(Excerpts from a dataset)
//! Client construction.
//!
//! Builds the one session and the one client an application uses from the
//! loaded configuration.

use std::sync::Arc;

use tracing::info;

use crate::client::{AuthClient, ClientHooks, ReqwestTransport};
use crate::config::ConfigV1;
use crate::session::{create_storage, AuthSession};

/// Opens the configured session storage, restores whatever session it
/// holds and wires the client around it.
///
/// # Errors
///
/// Returns an error if the storage cannot be opened or the backend
/// settings are invalid.
pub fn build_client(config: &ConfigV1, hooks: ClientHooks) -> Result<AuthClient, String> {
    let storage = create_storage(&config.session.storage)
        .map_err(|e| format!("Failed to open session storage: {}", e))?;
    let session = Arc::new(AuthSession::restore(storage));
    let transport = Arc::new(ReqwestTransport::new(&config.backend).map_err(|e| e.to_string())?);

    info!(
        backend = %transport.base_url(),
        refresh_enabled = config.refresh.enabled,
        unauthorized_mode = ?config.unauthorized.mode,
        authenticated = session.is_authenticated(),
        "Client ready"
    );

    Ok(AuthClient::new(config, transport, session, hooks))
}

◆ **Assignment**: Repeat the lines above, from the one containing "use crate::config::ConfigV1;" to the final line, word for word and with nothing else.

◆ **Expected answer**:
use crate::config::ConfigV1;
use crate::session::{create_storage, AuthSession};

/// Opens the configured session storage, restores whatever session it
/// holds and wires the client around it.
///
/// # Errors
///
/// Returns an error if the storage cannot be opened or the backend
/// settings are invalid.
pub fn build_client(config: &ConfigV1, hooks: ClientHooks) -> Result<AuthClient, String> {
    let storage = create_storage(&config.session.storage)
        .map_err(|e| format!("Failed to open session storage: {}", e))?;
    let session = Arc::new(AuthSession::restore(storage));
    let transport = Arc::new(ReqwestTransport::new(&config.backend).map_err(|e| e.to_string())?);

    info!(
        backend = %transport.base_url(),
        refresh_enabled = config.refresh.enabled,
        unauthorized_mode = ?config.unauthorized.mode,
        authenticated = session.is_authenticated(),
        "Client ready"
    );

    Ok(AuthClient::new(config, transport, session, hooks))
}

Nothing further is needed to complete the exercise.